A longtime employee at a popular independent book store in eastern Iowa is on the other side of the transaction now, pitching his own first book. Paul Ingram has assembled what he’s calling, “The Lost Clerihews of Paul Ingram.”

A clerihew is a type of 4-line poem that’s very brief and leans toward the humorous and irreverent. Ingram gives an example: “J.M. Barrie/Had too much sherry/And made a man/Out of Peter Pan,” Ingram says. “They’re sort of literary things that are disrespectful to those who frequently get too much respect.”

The 67-year-old Ingram claims he began creating rhymes before he could crawl. He says he’s been reciting clerihews for more than 20 years and has finally put them all in one place. “There are about 150 of them in there,” Ingram says. “Some of them are on the naughty side. Some of them push things to the very edge of being too naughty and they have really taken off like wildfire in Iowa City.” Ingram has been a bookseller at Prairie Lights in Iowa City for some two-and-a-half decades.

There are all sorts of poetry, from haikus to limericks, but Ingram says the cherihew has long appealed to him. “They’re four lines, the first line has to be the name of somebody famous and the rest of it has to sort of make fun of them,” he says.

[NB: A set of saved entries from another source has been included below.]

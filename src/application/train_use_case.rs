// ============================================================
// Layer 2 — TrainUseCase
// ============================================================
// Orchestrates the full training pipeline in order:
//
//   Step 1: Load the CSV corpus           (Layer 4 - data)
//   Step 2: Stratified 80/20 split        (Layer 4 - data)
//   Step 3: Fit TF-IDF on train texts     (Layer 5 - ml)
//   Step 4: Fit logistic regression       (Layer 5 - ml)
//   Step 5: Evaluate on the test split    (Layer 5 - ml)
//   Step 6: Save artifact + metrics       (Layer 6 - infra)
//
// Same corpus + same TrainConfig → same split, same weights,
// same scores (only `trained_at_utc` differs between runs).

use std::collections::BTreeSet;
use std::path::Path;

use serde::{Deserialize, Serialize};

use crate::data::{loader::CsvCorpusLoader, splitter::stratified_split};
use crate::domain::record::CorpusRecord;
use crate::domain::traits::{CorpusSource, Predict};
use crate::error::Result;
use crate::infra::{checkpoint, metrics::{self, MetricsRecord}};
use crate::ml::{
    evaluation::evaluate,
    pipeline::TicketPipeline,
    trainer::fit_logistic,
    vectorizer::{TfidfConfig, TfidfVectorizer},
};

// ─── Training Configuration ──────────────────────────────────────────────────
// Every knob of one training run. Serialisable so a run can be
// described in JSON alongside its outputs.
#[derive(Debug, Clone, PartialEq, Serialize, Deserialize)]
pub struct TrainConfig {
    pub test_fraction: f64,
    pub seed:          u64,
    pub ngram_min:     usize,
    pub ngram_max:     usize,
    pub min_df:        usize,
    pub max_iter:      usize,
    pub learning_rate: f64,
    pub tol:           f64,
    /// Inverse L2 regularisation strength
    pub c:             f64,
}

impl Default for TrainConfig {
    fn default() -> Self {
        Self {
            test_fraction: 0.2,
            seed:          42,
            ngram_min:     1,
            ngram_max:     2,
            min_df:        2,
            max_iter:      2000,
            learning_rate: 0.1,
            tol:           1e-6,
            c:             1.0,
        }
    }
}

impl TrainConfig {
    pub fn tfidf(&self) -> TfidfConfig {
        TfidfConfig {
            ngram_min: self.ngram_min,
            ngram_max: self.ngram_max,
            min_df:    self.min_df,
        }
    }
}

// ─── TrainUseCase ─────────────────────────────────────────────────────────────
pub struct TrainUseCase {
    config: TrainConfig,
}

impl TrainUseCase {
    pub fn new(config: TrainConfig) -> Self {
        Self { config }
    }

    /// Load the corpus at `data_path`, train, and write both outputs.
    pub fn train_and_save(
        &self,
        data_path:    &Path,
        model_path:   &Path,
        metrics_path: &Path,
    ) -> Result<MetricsRecord> {
        // ── Step 1: Load corpus ───────────────────────────────────────────────
        tracing::info!("Loading corpus from '{}'", data_path.display());
        let records = CsvCorpusLoader::new(data_path).load_all()?;

        let (pipeline, record) = self.fit(records)?;

        // ── Step 6: Persist ───────────────────────────────────────────────────
        checkpoint::save_model(model_path, &pipeline)?;
        metrics::save_metrics(metrics_path, &record)?;
        tracing::info!(
            "Saved model to '{}' and metrics to '{}'",
            model_path.display(),
            metrics_path.display()
        );

        Ok(record)
    }

    /// Split, fit and evaluate in memory.
    pub fn fit(&self, records: Vec<CorpusRecord>) -> Result<(TicketPipeline, MetricsRecord)> {
        let cfg = &self.config;

        // ── Step 2: Stratified split ──────────────────────────────────────────
        let (train, test) = stratified_split(
            records,
            |r: &CorpusRecord| r.label.as_str(),
            cfg.test_fraction,
            cfg.seed,
        )?;
        tracing::info!("Split: {} train, {} test", train.len(), test.len());

        // ── Step 3: TF-IDF features ───────────────────────────────────────────
        let train_texts: Vec<&str> = train.iter().map(|r| r.text.as_str()).collect();
        let vectorizer = TfidfVectorizer::fit(&train_texts, cfg.tfidf())?;
        let features = vectorizer.transform_all(&train_texts);

        // ── Step 4: Logistic regression ───────────────────────────────────────
        // Classes sorted so probability columns have a stable order
        let classes: Vec<String> = train
            .iter()
            .map(|r| r.label.clone())
            .collect::<BTreeSet<_>>()
            .into_iter()
            .collect();
        let targets: Vec<usize> = train
            .iter()
            .map(|r| classes.binary_search(&r.label).unwrap_or_default())
            .collect();

        let (head, report) =
            fit_logistic(&features, vectorizer.n_features(), &targets, classes, cfg)?;
        tracing::info!(
            "Logistic regression: {} iterations, loss={:.6}, converged={}",
            report.iterations,
            report.final_loss,
            report.converged
        );
        let pipeline = TicketPipeline::new(vectorizer, head)?;

        // ── Step 5: Held-out evaluation ───────────────────────────────────────
        let y_true: Vec<&str> = test.iter().map(|r| r.label.as_str()).collect();
        let y_pred: Vec<String> = test.iter().map(|r| pipeline.predict_label(&r.text)).collect();
        let y_pred: Vec<&str> = y_pred.iter().map(String::as_str).collect();
        let scores = evaluate(&y_true, &y_pred);
        tracing::info!(
            "Test accuracy={:.4}, macro F1={:.4}",
            scores.accuracy,
            scores.f1_macro
        );

        Ok((pipeline, MetricsRecord::new(scores, train.len(), test.len())))
    }
}

// ─── Unit Tests ───────────────────────────────────────────────────────────────
#[cfg(test)]
mod tests {
    use super::*;
    use crate::error::ClassifierError;
    use crate::ml::inferencer::Inferencer;
    use std::fs;
    use tempfile::tempdir;

    /// 6 labels × 5 examples, the smallest corpus that stratifies 80/20.
    const MINI_CORPUS: &str = "text,label
No puedo iniciar sesión,account_access
He olvidado mi password,account_access
Mi cuenta está bloqueada,account_access
No me llega el email de verificación,account_access
Quiero activar 2FA,account_access
Me han cobrado dos veces,billing
No entiendo este cargo en mi factura,billing
Quiero cambiar mi método de pago,billing
La factura tiene un importe incorrecto,billing
Necesito un duplicado de la factura,billing
Quiero darme de baja,cancellation
Deseo cancelar mi suscripción,cancellation
No quiero renovar el plan,cancellation
Cómo cancelo mi contrato,cancellation
Quiero cerrar mi cuenta,cancellation
Mi pedido no ha llegado,shipping_delivery
El tracking no se actualiza,shipping_delivery
El envío se retrasó,shipping_delivery
Recibí el paquete dañado,shipping_delivery
La dirección de entrega está mal,shipping_delivery
La app se cierra al iniciar,technical_support
No puedo conectarme al servicio,technical_support
Error 500 al guardar cambios,technical_support
La página va muy lenta desde ayer,technical_support
No recibo notificaciones,technical_support
Qué planes tenéis,general_inquiry
Necesito información sobre precios,general_inquiry
Cómo funciona el servicio,general_inquiry
Tenéis descuentos para estudiantes,general_inquiry
Horario de atención al cliente,general_inquiry
";

    #[test]
    fn test_mini_corpus_split_sizes_and_score_ranges() {
        let dir = tempdir().unwrap();
        let data = dir.path().join("tickets.csv");
        let model = dir.path().join("out/ticket_model.bin");
        let metrics_path = dir.path().join("out/metrics.json");
        fs::write(&data, MINI_CORPUS).unwrap();

        let m = TrainUseCase::new(TrainConfig::default())
            .train_and_save(&data, &model, &metrics_path)
            .unwrap();

        assert_eq!(m.n_train, 24);
        assert_eq!(m.n_test, 6);
        assert!((0.0..=1.0).contains(&m.accuracy));
        assert!((0.0..=1.0).contains(&m.f1_macro));
        assert!(model.exists());
        assert_eq!(metrics::load_metrics(&metrics_path).unwrap(), Some(m));
    }

    #[test]
    fn test_round_trip_prediction_is_in_label_set() {
        let dir = tempdir().unwrap();
        let data = dir.path().join("tickets.csv");
        let model = dir.path().join("ticket_model.bin");
        fs::write(&data, MINI_CORPUS).unwrap();

        TrainUseCase::new(TrainConfig::default())
            .train_and_save(&data, &model, &dir.path().join("metrics.json"))
            .unwrap();

        let inferencer = Inferencer::from_artifact(&model).unwrap();
        let p = inferencer.predict("No puedo iniciar sesión con mi contraseña").unwrap();
        assert!(inferencer.classes().contains(&p.label));
        assert!((0.0..=1.0).contains(&p.confidence));
    }

    #[test]
    fn test_training_is_reproducible() {
        let records = || {
            crate::data::generator::generate(10, 7)
        };
        let uc = TrainUseCase::new(TrainConfig { max_iter: 200, ..TrainConfig::default() });
        let (_, a) = uc.fit(records()).unwrap();
        let (_, b) = uc.fit(records()).unwrap();
        assert_eq!((a.accuracy, a.f1_macro, a.n_train), (b.accuracy, b.f1_macro, b.n_train));
    }

    #[test]
    fn test_label_with_one_example_is_invalid_input() {
        let mut records = crate::data::generator::generate(5, 42);
        records.push(CorpusRecord::new("Algo totalmente distinto", "lonely"));
        let err = TrainUseCase::new(TrainConfig::default()).fit(records).unwrap_err();
        assert!(matches!(err, ClassifierError::InvalidInput(_)));
    }

    #[test]
    fn test_single_label_is_invalid_input() {
        let records: Vec<CorpusRecord> = (0..10)
            .map(|i| CorpusRecord::new(format!("Mi pedido no ha llegado {i}"), "shipping"))
            .collect();
        let err = TrainUseCase::new(TrainConfig::default()).fit(records).unwrap_err();
        assert!(matches!(err, ClassifierError::InvalidInput(_)));
    }

    #[test]
    fn test_missing_corpus_is_not_found() {
        let dir = tempdir().unwrap();
        let err = TrainUseCase::new(TrainConfig::default())
            .train_and_save(
                &dir.path().join("missing.csv"),
                &dir.path().join("m.bin"),
                &dir.path().join("m.json"),
            )
            .unwrap_err();
        assert!(err.is_not_found());
        assert!(!dir.path().join("m.bin").exists());
    }
}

The first two lines need to rhyme with each other, as do the last two lines.

He offers two more examples of his poems:

“Joseph McCarthy/Hirsute and swarthy/Never looked pretty/Before his committee,” Ingram reads. “Willa Cather/Would really have rather/Been William or Walt/Though it wasn’t her fault.”

The book is available through the Ice Cube Press, based in North Liberty.